» WHAT YOU WILL DO: Please tally every line in the listing below where the word "vaddr" appears, then give the number and nothing more.

» RAW DATA:
__________

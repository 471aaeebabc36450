//! Access to the *contents* of physical frames.
//!
//! On bare metal every frame below `LINEAR_MAPPING_SIZE` is reachable
//! through the kernel linear mapping, so this is pointer arithmetic. On the
//! host test target there is no physical memory; frames are backed by a
//! lazily grown page arena so the paging and COW logic can be exercised by
//! ordinary tests.

use super::FrameNumber;
use crate::config::PAGE_SIZE;

#[cfg(target_os = "none")]
mod backing {
    use super::*;
    use crate::config::{KERNEL_BASE_VA, LINEAR_MAPPING_SIZE, PAGE_SHIFT};

    pub fn with_frame<R>(frame: FrameNumber, f: impl FnOnce(&mut [u8; PAGE_SIZE]) -> R) -> R {
        let paddr = (frame.0 as u64) << PAGE_SHIFT;
        assert!(paddr < LINEAR_MAPPING_SIZE);
        let ptr = (KERNEL_BASE_VA + paddr) as *mut [u8; PAGE_SIZE];
        // SAFETY: the linear mapping covers this frame and the frame is
        // owned by the caller (allocated, not concurrently aliased: single
        // CPU, callers run with preemption disabled while mutating).
        f(unsafe { &mut *ptr })
    }
}

#[cfg(not(target_os = "none"))]
mod backing {
    use super::*;
    use alloc::boxed::Box;
    use alloc::collections::BTreeMap;
    use spin::Mutex;

    static ARENA: Mutex<BTreeMap<u32, Box<[u8; PAGE_SIZE]>>> = Mutex::new(BTreeMap::new());

    pub fn with_frame<R>(frame: FrameNumber, f: impl FnOnce(&mut [u8; PAGE_SIZE]) -> R) -> R {
        let mut arena = ARENA.lock();
        let page = arena
            .entry(frame.0)
            .or_insert_with(|| Box::new([0u8; PAGE_SIZE]));
        f(page)
    }
}

/// Run `f` with mutable access to the frame's bytes.
pub fn with_frame<R>(frame: FrameNumber, f: impl FnOnce(&mut [u8; PAGE_SIZE]) -> R) -> R {
    backing::with_frame(frame, f)
}

/// Zero a frame.
pub fn zero_frame(frame: FrameNumber) {
    with_frame(frame, |p| p.fill(0));
}

/// Copy a whole frame.
pub fn copy_frame(dst: FrameNumber, src: FrameNumber) {
    let mut tmp = [0u8; PAGE_SIZE];
    with_frame(src, |p| tmp.copy_from_slice(p));
    with_frame(dst, |p| p.copy_from_slice(&tmp));
}

/// Read part of a frame into `dst`.
pub fn read_bytes(frame: FrameNumber, offset: usize, dst: &mut [u8]) {
    assert!(offset + dst.len() <= PAGE_SIZE);
    with_frame(frame, |p| dst.copy_from_slice(&p[offset..offset + dst.len()]));
}

/// Write `src` into part of a frame.
pub fn write_bytes(frame: FrameNumber, offset: usize, src: &[u8]) {
    assert!(offset + src.len() <= PAGE_SIZE);
    with_frame(frame, |p| p[offset..offset + src.len()].copy_from_slice(src));
}
impl PreemptGuard {
    pub fn new() -> Self {
        disable_preemption();
        Self(())
    }
}

impl Default for PreemptGuard {
    fn default() -> Self {
        Self::new()
    }
}

impl Drop for PreemptGuard {
    fn drop(&mut self) {
        enable_preemption();
    }
}

// ---------------------------------------------------------------------------
// Task-set access
// ---------------------------------------------------------------------------

#[inline]
pub fn current_tid() -> Tid {
    curr::get()
}

/// Run `f` against the task, if it exists.
pub fn with_task<R>(tid: Tid, f: impl FnOnce(&mut Task) -> R) -> Option<R> {
    let mut sched = SCHEDULER.lock();
    sched.tasks.get_mut(&tid).map(f)
}

/// Run `f` against the whole scheduler state.
pub(crate) fn with_scheduler<R>(f: impl FnOnce(&mut Scheduler) -> R) -> R {
    f(&mut SCHEDULER.lock())
}

impl Scheduler {
    pub fn task(&self, tid: Tid) -> Option<&Task> {
        self.tasks.get(&tid)
    }

    pub fn task_mut(&mut self, tid: Tid) -> Option<&mut Task> {
        self.tasks.get_mut(&tid)
    }

    pub fn tasks(&self) -> &BTreeMap<Tid, Task> {
        &self.tasks
    }

    pub fn tasks_mut(&mut self) -> &mut BTreeMap<Tid, Task> {
        &mut self.tasks
    }
}

/// Insert a new task into the set.
pub fn add_task(task: Task) {
    let mut sched = SCHEDULER.lock();
    let prev = sched.tasks.insert(task.tid, task);
    assert!(prev.is_none(), "tid reuse while task still present");
}
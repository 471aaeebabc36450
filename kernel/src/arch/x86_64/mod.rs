//! x86_64 support: interrupt gating, TLB ops, PIC gating, context switch.

pub mod context;
pub mod gdt;
pub mod idt;
pub mod mmu;
pub mod pic;
pub mod pit;

pub use context::{context_switch, Context};

use x86_64::instructions::interrupts;
use x86_64::VirtAddr;

/// Saved RFLAGS.IF state.
#[derive(Debug, Clone, Copy)]
pub struct IrqFlags(pub bool);

#[inline]
pub fn halt() {
    x86_64::instructions::hlt();
}

#[inline]
pub fn enable_interrupts() {
    interrupts::enable();
}

#[inline]
pub fn disable_interrupts() {
    interrupts::disable();
}

#[inline]
pub fn are_interrupts_enabled() -> bool {
    interrupts::are_enabled()
}

#[inline]
pub fn irq_save() -> IrqFlags {
    let was = interrupts::are_enabled();
    interrupts::disable();
    IrqFlags(was)
}

#[inline]
pub fn irq_restore(flags: IrqFlags) {
    if flags.0 {
        interrupts::enable();
    }
}

#[inline]
pub fn tlb_flush(vaddr: u64) {
    x86_64::instructions::tlb::flush(VirtAddr::new(vaddr));
}

#[inline]
pub fn tlb_flush_all() {
    x86_64::instructions::tlb::flush_all();
}

/// User-mode selectors (GDT layout: kernel CS/SS, then user CS/SS, RPL 3).
const USER_CS: u64 = 0x1B;
const USER_SS: u64 = 0x23;

/// IRETQ into user mode with the given frame.
pub fn enter_user_mode(regs: &super::UserRegs) -> ! {
    // SAFETY: builds a canonical iretq frame; the target code segment is
    // ring 3 and the entry state carries IF set so preemption keeps
    // working in user land.
    unsafe {
        core::arch::asm!(
            "push {ss}",
            "push {sp}",
            "push {flags}",
            "push {cs}",
            "push {pc}",
            "mov rdi, {a0}",
            "mov rsi, {a1}",
            "mov rdx, {a2}",
            "iretq",
            ss = in(reg) USER_SS,
            sp = in(reg) regs.sp,
            flags = in(reg) regs.flags | 0x202,
            cs = in(reg) USER_CS,
            pc = in(reg) regs.pc,
            a0 = in(reg) regs.args[0],
            a1 = in(reg) regs.args[1],
            a2 = in(reg) regs.args[2],
            in("rax") regs.ret,
            options(noreturn),
        );
    }
}
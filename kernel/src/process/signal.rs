//! Signals.
//!
//! Each process keeps a handler table and a pending mask. Delivery points:
//! the return-to-user edge, and blocking syscalls (which then fail with the
//! interrupted error). Synchronous faults raise their signal from the
//! fault handler. Handler invocation snapshots the interrupted register
//! frame; `sigreturn` restores it.

use crate::error::{KernelError, KernelResult};
use crate::sched::{self, Pid, TaskState};

pub const NSIG: usize = 32;

pub const SIGHUP: usize = 1;
pub const SIGINT: usize = 2;
pub const SIGQUIT: usize = 3;
pub const SIGILL: usize = 4;
pub const SIGABRT: usize = 6;
pub const SIGBUS: usize = 7;
pub const SIGFPE: usize = 8;
pub const SIGKILL: usize = 9;
pub const SIGSEGV: usize = 11;
pub const SIGPIPE: usize = 13;
pub const SIGTERM: usize = 15;
pub const SIGCHLD: usize = 17;
pub const SIGCONT: usize = 18;
pub const SIGSTOP: usize = 19;

/// Disposition of one signal.
#[derive(Debug, Clone, Copy, PartialEq, Eq, Default)]
pub enum SigAction {
    #[default]
    Default,
    Ignore,
    /// User-space handler entry point.
    Handler(u64),
}

/// Signals whose default disposition is to ignore.
fn default_ignores(sig: usize) -> bool {
    matches!(sig, SIGCHLD | SIGCONT)
}

/// Post `sig` to `pid`. Wakes the target if it sleeps in an interruptible
/// wait so the syscall can bail out with the interrupted error.
pub fn send_signal(pid: Pid, sig: usize) -> KernelResult<()> {
    if sig == 0 || sig >= NSIG {
        return Err(KernelError::InvalidArgument { name: "sig" });
    }

    let proc = super::get_process(pid).ok_or(KernelError::ProcessNotFound { pid })?;

    {
        let mut mu = proc.mu.lock();
        // SIGKILL and SIGSTOP cannot be ignored or caught.
        let act = mu.sig_handlers[sig];
        if sig != SIGKILL && sig != SIGSTOP {
            if act == SigAction::Ignore || (act == SigAction::Default && default_ignores(sig)) {
                return Ok(());
            }
        }
        mu.sig_pending |= 1 << sig;
    }

    // Interrupt a blocked task: waitpid & friends observe the pending bit
    // after waking and return the interrupted error.
    let _g = sched::PreemptGuard::new();
    if sched::get_task_state(pid) == Some(TaskState::Sleeping) {
        sched::task_reset_wait_obj(pid);
    }
    Ok(())
}

/// Take the lowest pending signal, clearing its bit.
pub fn fetch_pending(proc: &super::Process) -> Option<usize> {
    let mut mu = proc.mu.lock();
    if mu.sig_pending == 0 {
        return None;
    }
    let sig = mu.sig_pending.trailing_zeros() as usize;
    mu.sig_pending &= !(1u64 << sig);
    Some(sig)
}

pub fn has_pending(proc: &super::Process) -> bool {
    proc.mu.lock().sig_pending != 0
}

/// Install a handler (the `sigaction` core). SIGKILL/SIGSTOP refuse.
pub fn set_handler(proc: &super::Process, sig: usize, act: SigAction) -> KernelResult<SigAction> {
    if sig == 0 || sig >= NSIG || sig == SIGKILL || sig == SIGSTOP {
        return Err(KernelError::InvalidArgument { name: "sig" });
    }
    let mut mu = proc.mu.lock();
    let old = mu.sig_handlers[sig];
    mu.sig_handlers[sig] = act;
    Ok(old)
}

/// What delivery decided to do; the dispatcher acts on it.
#[derive(Debug, Clone, Copy, PartialEq, Eq)]
pub enum Delivery {
    None,
    /// Process terminated by `sig`.
    Terminated(usize),
    /// A user handler frame was set up.
    HandlerEntered(usize),
}

/// Deliver one pending signal on the return-to-user edge of `pid`'s main
/// task.
pub fn deliver_pending(pid: Pid) -> Delivery {
    let Some(proc) = super::get_process(pid) else {
        return Delivery::None;
    };
    let Some(sig) = fetch_pending(&proc) else {
        return Delivery::None;
    };

    let act = proc.mu.lock().sig_handlers[sig];

    match act {
        SigAction::Ignore => Delivery::None,
        SigAction::Default => {
            if default_ignores(sig) {
                Delivery::None
            } else {
                // Default action of everything else in scope: terminate.
                super::exit::terminate(pid, encode_signaled(sig));
                Delivery::Terminated(sig)
            }
        }
        SigAction::Handler(entry) => {
            // Snapshot the interrupted frame; sigreturn restores it. The
            // handler runs with the signal number in the argument
            // register, on a 128-byte-offset stack (red zone skip).
            sched::with_task(pid, |t| {
                if let Some(regs) = t.user_regs.as_mut() {
                    proc.mu.lock().sig_saved_regs = Some(*regs);
                    regs.pc = entry;
                    regs.sp = (regs.sp - 128) & !0xF;
                    regs.args[0] = sig as u64;
                }
            });
            Delivery::HandlerEntered(sig)
        }
    }
}

/// Restore the frame interrupted by a caught signal.
pub fn sys_sigreturn(pid: Pid) -> KernelResult<()> {
    let proc = super::get_process(pid).ok_or(KernelError::ProcessNotFound { pid })?;
    let saved = proc
        .mu
        .lock()
        .sig_saved_regs
        .take()
        .ok_or(KernelError::InvalidArgument { name: "sigreturn" })?;

    sched::with_task(pid, |t| t.user_regs = Some(saved));
    Ok(())
}

/// wstatus encoding for death-by-signal.
pub fn encode_signaled(sig: usize) -> i32 {
    (sig as i32) & 0x7F
}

__________

» RESULT BELOW: 2